Let $n$ and $p$ be positive integers, with $p>3$ prime, such that: i) $n\mid p-3;$ ii) $p\mid (n+1)^3-1.$ Show that $pn+1$ is the cube of an integer.

We say that a real $a\geq-1$ is philosophical if there exists a sequence $\epsilon_1,\epsilon_2,\dots$, with $\epsilon_i \in\{-1,1\}$ for all $i\geq1$, such that the sequence $a_1,a_2,a_3,\dots$, with $a_1=a$, satisfies $$a_{n+1}=\epsilon_{n}\sqrt{a_{n}+1},\forall n\geq1$$and is periodic. Find all philosophical numbers.

On a board are written some positive reals (not necessarily distinct). For every two numbers in the frame $a$ and $b$ distinct such that $$\frac{1}{2}<\frac{a}{b}<2,$$an allowed operation is to delete $a$ and $b$ and write $2a-b$ and $2b-a$ in their place. Show that we can do the operation only a finite number of times.

Let $ABC$ be a triangle, $I$ its incenter and $\omega$ its incircle. Let $D$,$E$ and $F$ be the points of tangency of $\omega$ with $BC$,$AC$ and $AB$, respectively and $M$,$N$ and $P$ be the midpoints of $BC$, $AC$ and $AB$. Let $D'$ be the second intersection of $DI$ with $\omega$, $Q$ the intersection of $DI$ with $EF$ and $U \ne Q$ be the intersection of $(AD'Q)$ with $(DMQ)$. Suppose that $U$ lies on the circumcircle of $BDF$. Prove that $PN, AM, UF$ concur.

Let $p,q$ prime numbers such that $$p+q \mid p^3-q^3$$Show that $p=q$.

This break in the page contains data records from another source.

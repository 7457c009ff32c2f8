use async_trait::async_trait;
use chrono::{DateTime, Utc};
use derive_new::new;
use kernel::model::settings::SystemSettings;
use kernel::repository::settings::SystemSettingsRepository;
use shared::error::{AppError, AppResult};

use crate::database::ConnectionPool;

const KEY_DEFAULT_LANGUAGE: &str = "default_language";
const KEY_AI_SUGGESTIONS: &str = "ai_suggestions";
const KEY_LAST_BACKUP_TIME: &str = "last_backup_time";

/// Settings persist as key/value rows but cross the boundary only as the
/// typed [`SystemSettings`] record; unknown keys in the table are ignored,
/// missing keys fall back to the defaults.
#[derive(new)]
pub struct SystemSettingsRepositoryImpl {
    db: ConnectionPool,
}

#[async_trait]
impl SystemSettingsRepository for SystemSettingsRepositoryImpl {
    async fn get(&self) -> AppResult<SystemSettings> {
        let rows: Vec<(String, String)> =
            sqlx::query_as("SELECT key, value FROM system_settings")
                .fetch_all(self.db.inner_ref())
                .await
                .map_err(AppError::SpecificOperationError)?;

        let mut settings = SystemSettings::default();
        for (key, value) in rows {
            match key.as_str() {
                KEY_DEFAULT_LANGUAGE => settings.default_language = value.parse()?,
                KEY_AI_SUGGESTIONS => settings.ai_suggestions_enabled = value == "true",
                KEY_LAST_BACKUP_TIME => {
                    settings.last_backup_time = Some(
                        value
                            .parse::<DateTime<Utc>>()
                            .map_err(|e| AppError::ConversionEntityError(e.to_string()))?,
                    )
                }
                _ => {}
            }
        }
        Ok(settings)
    }

    async fn update(&self, settings: SystemSettings) -> AppResult<SystemSettings> {
        let mut tx = self.db.begin().await?;

        let mut pairs = vec![
            (KEY_DEFAULT_LANGUAGE, settings.default_language.to_string()),
            (
                KEY_AI_SUGGESTIONS,
                settings.ai_suggestions_enabled.to_string(),
            ),
        ];
        match settings.last_backup_time {
            Some(last_backup_time) => {
                pairs.push((KEY_LAST_BACKUP_TIME, last_backup_time.to_rfc3339()))
            }
            // A cleared backup time must not resurrect the old row on the
            // next read.
            None => {
                sqlx::query("DELETE FROM system_settings WHERE key = $1")
                    .bind(KEY_LAST_BACKUP_TIME)
                    .execute(&mut *tx)
                    .await
                    .map_err(AppError::SpecificOperationError)?;
            }
        }

        for (key, value) in pairs {
            sqlx::query(
                r#"
                    INSERT INTO system_settings (key, value)
                    VALUES ($1, $2)
                    ON CONFLICT (key) DO UPDATE SET value = EXCLUDED.value
                "#,
            )
            .bind(key)
            .bind(value)
            .execute(&mut *tx)
            .await
            .map_err(AppError::SpecificOperationError)?;
        }

        tx.commit().await.map_err(AppError::TransactionError)?;

        tracing::info!("Updated system settings");
        Ok(settings)
    }
}
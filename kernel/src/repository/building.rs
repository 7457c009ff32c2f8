use async_trait::async_trait;
use shared::error::AppResult;

use crate::model::building::event::{CreateBuilding, CreateFloor, UpdateBuilding, UpdateFloor};
use crate::model::building::{Building, Floor};
use crate::model::id::{BuildingId, FloorId};

#[async_trait]
pub trait BuildingRepository: Send + Sync {
    async fn create(&self, event: CreateBuilding) -> AppResult<Building>;
    async fn find_all(&self) -> AppResult<Vec<Building>>;
    async fn find_by_id(&self, building_id: BuildingId) -> AppResult<Option<Building>>;
    async fn update(&self, event: UpdateBuilding) -> AppResult<Building>;
    // Refuses to delete while any room exists on one of the building's floors.
    async fn delete(&self, building_id: BuildingId) -> AppResult<()>;
}

#[async_trait]
pub trait FloorRepository: Send + Sync {
    async fn create(&self, event: CreateFloor) -> AppResult<Floor>;
    async fn find_all(&self) -> AppResult<Vec<Floor>>;
    async fn find_by_building(&self, building_id: BuildingId) -> AppResult<Vec<Floor>>;
    async fn find_by_id(&self, floor_id: FloorId) -> AppResult<Option<Floor>>;
    async fn update(&self, event: UpdateFloor) -> AppResult<Floor>;
    async fn delete(&self, floor_id: FloorId) -> AppResult<()>;
}
use axum::routing::get;
use axum::Router;
use registry::AppRegistry;

use crate::handler::health::{health_check, health_check_db};

pub fn build_health_check_routers() -> Router<AppRegistry> {
    let health_routers = Router::new()
        .route("/", get(health_check))
        .route("/db", get(health_check_db));

    Router::new().nest("/health", health_routers)
}
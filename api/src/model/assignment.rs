use chrono::{DateTime, Utc};
use derive_new::new;
use garde::Validate;
use kernel::model::assignment::event::{CheckoutEmployee, CreateAssignment, ReassignEmployee};
use kernel::model::assignment::{Assignment, ReassignOutcome};
use kernel::model::id::{AssignmentId, EmployeeId, RoomId};
use serde::{Deserialize, Serialize};

#[derive(Debug, Deserialize, Validate)]
#[serde(rename_all = "camelCase")]
pub struct CreateAssignmentRequest {
    #[garde(skip)]
    pub employee_id: EmployeeId,
    #[garde(skip)]
    pub room_id: RoomId,
    #[garde(skip)]
    pub check_in_date: DateTime<Utc>,
    #[garde(skip)]
    pub expected_check_out_date: Option<DateTime<Utc>>,
}

impl From<CreateAssignmentRequest> for CreateAssignment {
    fn from(value: CreateAssignmentRequest) -> Self {
        let CreateAssignmentRequest {
            employee_id,
            room_id,
            check_in_date,
            expected_check_out_date,
        } = value;
        CreateAssignment {
            employee_id,
            room_id,
            check_in_date,
            expected_check_out_date,
        }
    }
}

#[derive(Debug, Deserialize, Validate)]
#[serde(rename_all = "camelCase")]
pub struct ReassignEmployeeRequest {
    #[garde(skip)]
    pub new_room_id: RoomId,
}

#[derive(new)]
pub struct ReassignEmployeeRequestWithId(AssignmentId, ReassignEmployeeRequest);

impl From<ReassignEmployeeRequestWithId> for ReassignEmployee {
    fn from(value: ReassignEmployeeRequestWithId) -> Self {
        let ReassignEmployeeRequestWithId(
            assignment_id,
            ReassignEmployeeRequest { new_room_id },
        ) = value;
        ReassignEmployee {
            assignment_id,
            new_room_id,
        }
    }
}

#[derive(Debug, Deserialize, Validate)]
#[serde(rename_all = "camelCase")]
pub struct CheckoutEmployeeRequest {
    #[garde(skip)]
    pub check_out_date: Option<DateTime<Utc>>,
}

#[derive(new)]
pub struct CheckoutEmployeeRequestWithId(AssignmentId, CheckoutEmployeeRequest);

impl From<CheckoutEmployeeRequestWithId> for CheckoutEmployee {
    fn from(value: CheckoutEmployeeRequestWithId) -> Self {
        let CheckoutEmployeeRequestWithId(
            assignment_id,
            CheckoutEmployeeRequest { check_out_date },
        ) = value;
        CheckoutEmployee {
            assignment_id,
            check_out_date,
        }
    }
}

#[derive(Debug, Serialize)]
#[serde(rename_all = "camelCase")]
pub struct AssignmentResponse {
    pub id: AssignmentId,
    pub employee_id: EmployeeId,
    pub room_id: RoomId,
    pub check_in_date: DateTime<Utc>,
    pub expected_check_out_date: Option<DateTime<Utc>>,
    pub check_out_date: Option<DateTime<Utc>>,
}

impl From<Assignment> for AssignmentResponse {
    fn from(value: Assignment) -> Self {
        let Assignment {
            id,
            employee_id,
            room_id,
            check_in_date,
            expected_check_out_date,
            check_out_date,
        } = value;
        Self {
            id,
            employee_id,
            room_id,
            check_in_date,
            expected_check_out_date,
            check_out_date,
        }
    }
}

#[derive(Debug, Serialize)]
#[serde(rename_all = "camelCase")]
pub struct AssignmentsResponse {
    pub items: Vec<AssignmentResponse>,
}

impl From<Vec<Assignment>> for AssignmentsResponse {
    fn from(value: Vec<Assignment>) -> Self {
        Self {
            items: value.into_iter().map(AssignmentResponse::from).collect(),
        }
    }
}

#[derive(Debug, Serialize)]
#[serde(rename_all = "camelCase")]
pub struct ReassignResponse {
    pub old_assignment: AssignmentResponse,
    pub new_assignment: AssignmentResponse,
}

impl From<ReassignOutcome> for ReassignResponse {
    fn from(value: ReassignOutcome) -> Self {
        let ReassignOutcome {
            old_assignment,
            new_assignment,
        } = value;
        Self {
            old_assignment: old_assignment.into(),
            new_assignment: new_assignment.into(),
        }
    }
}
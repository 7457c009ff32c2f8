use axum::extract::{Path, State};
use axum::response::IntoResponse;
use axum::Json;
use garde::Validate;
use kernel::model::id::MaintenanceRequestId;
use registry::AppRegistry;
use shared::error::{AppError, AppResult};

use crate::model::maintenance::{
    MaintenanceRequestResponse, MaintenanceRequestsResponse, ModifyMaintenanceRequest,
    ModifyMaintenanceRequestWithId, RegisterMaintenanceRequest,
};
use crate::model::ApiResponse;

pub async fn register_maintenance_request(
    State(registry): State<AppRegistry>,
    Json(req): Json<RegisterMaintenanceRequest>,
) -> AppResult<impl IntoResponse> {
    req.validate(&())?;

    registry
        .maintenance_repository()
        .create(req.into())
        .await
        .map(MaintenanceRequestResponse::from)
        .map(ApiResponse::created)
}

pub async fn show_maintenance_request_list(
    State(registry): State<AppRegistry>,
) -> AppResult<impl IntoResponse> {
    registry
        .maintenance_repository()
        .find_all()
        .await
        .map(MaintenanceRequestsResponse::from)
        .map(ApiResponse::ok)
}

pub async fn show_maintenance_request(
    Path(request_id): Path<MaintenanceRequestId>,
    State(registry): State<AppRegistry>,
) -> AppResult<impl IntoResponse> {
    registry
        .maintenance_repository()
        .find_by_id(request_id)
        .await
        .and_then(|request| match request {
            Some(request) => Ok(ApiResponse::ok(MaintenanceRequestResponse::from(request))),
            None => Err(AppError::EntityNotFound(
                "Maintenance request not found".into(),
            )),
        })
}

pub async fn update_maintenance_request(
    Path(request_id): Path<MaintenanceRequestId>,
    State(registry): State<AppRegistry>,
    Json(req): Json<ModifyMaintenanceRequest>,
) -> AppResult<impl IntoResponse> {
    req.validate(&())?;

    let update = ModifyMaintenanceRequestWithId::new(request_id, req);
    registry
        .maintenance_repository()
        .update(update.into())
        .await
        .map(MaintenanceRequestResponse::from)
        .map(ApiResponse::ok)
}

pub async fn delete_maintenance_request(
    Path(request_id): Path<MaintenanceRequestId>,
    State(registry): State<AppRegistry>,
) -> AppResult<impl IntoResponse> {
    registry
        .maintenance_repository()
        .delete(request_id)
        .await
        .map(|_| ApiResponse::message("Maintenance request deleted"))
}
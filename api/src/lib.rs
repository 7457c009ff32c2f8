pub mod handler;
pub mod model;
pub mod route;
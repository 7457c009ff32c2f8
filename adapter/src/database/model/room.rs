use chrono::{DateTime, Utc};
use kernel::model::id::{FloorId, RoomId};
use kernel::model::room::{Room, RoomStatus};

#[derive(sqlx::FromRow)]
pub struct RoomRow {
    pub id: RoomId,
    pub floor_id: FloorId,
    pub room_number: String,
    pub capacity: i32,
    pub current_occupancy: i32,
    pub under_maintenance: bool,
    pub status: RoomStatus,
    pub created_at: DateTime<Utc>,
}

impl From<RoomRow> for Room {
    fn from(value: RoomRow) -> Self {
        let RoomRow {
            id,
            floor_id,
            room_number,
            capacity,
            current_occupancy,
            under_maintenance,
            status,
            created_at,
        } = value;
        Room {
            id,
            floor_id,
            room_number,
            capacity,
            current_occupancy,
            under_maintenance,
            status,
            created_at,
        }
    }
}
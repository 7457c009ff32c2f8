use axum::routing::{delete, get, post};
use axum::Router;
use registry::AppRegistry;

use crate::handler::reservation::{
    delete_reservation, register_reservation, show_reservation, show_reservation_list,
};

pub fn build_reservation_routers() -> Router<AppRegistry> {
    let reservations_routers = Router::new()
        .route("/", post(register_reservation))
        .route("/", get(show_reservation_list))
        .route("/:reservation_id", get(show_reservation))
        .route("/:reservation_id", delete(delete_reservation));

    Router::new().nest("/reservations", reservations_routers)
}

Let $ABC$ be a triangle and $\omega$ its incircle. $\omega$ touches $AC,AB$ at $E,F$, respectively. Let $P$ be a point on $EF$. Let $\omega_1=(BFP), \omega_2=(CEP)$. The parallel line through $P$ to $BC$ intersects $\omega_1,\omega_2$ at $X,Y$, respectively. Show that $BX=CY$.

Let $m$ and $n$ be positive integers. In Philand, the Kingdom of Olymphics, with $m$ cities, and the Kingdom of Mathematicians for Fun, with $n$ cities, fight a battle in rounds. Some cities in the country are connected by roads, so that it is possible to travel through all the cities via the roads. In each round of the battle, if all cities neighboring, that is, connected directly by a road, a city in one of the kingdoms are from the other kingdom, that city is conquered in the next round and switches to the other kingdom. Knowing that between the first and second round, at least one city is not conquered, show that at some point the battle must end, i.e., no city can be captured by another kingdom.

Let $a_1,a_2,\dots$ be a sequence of integers satisfying $a_1=2$ and: $$a_n=\begin{cases}a_{n-1}+1, & \text{ if }n\ne a_k \text{ for some }k=1,2,\dots,n-1; \\ a_{n-1}+2, & \text{ if } n=a_k \text{ for some }k=1,2,\dots,n-1. \end{cases}$$Find the value of $a_{2022!}$.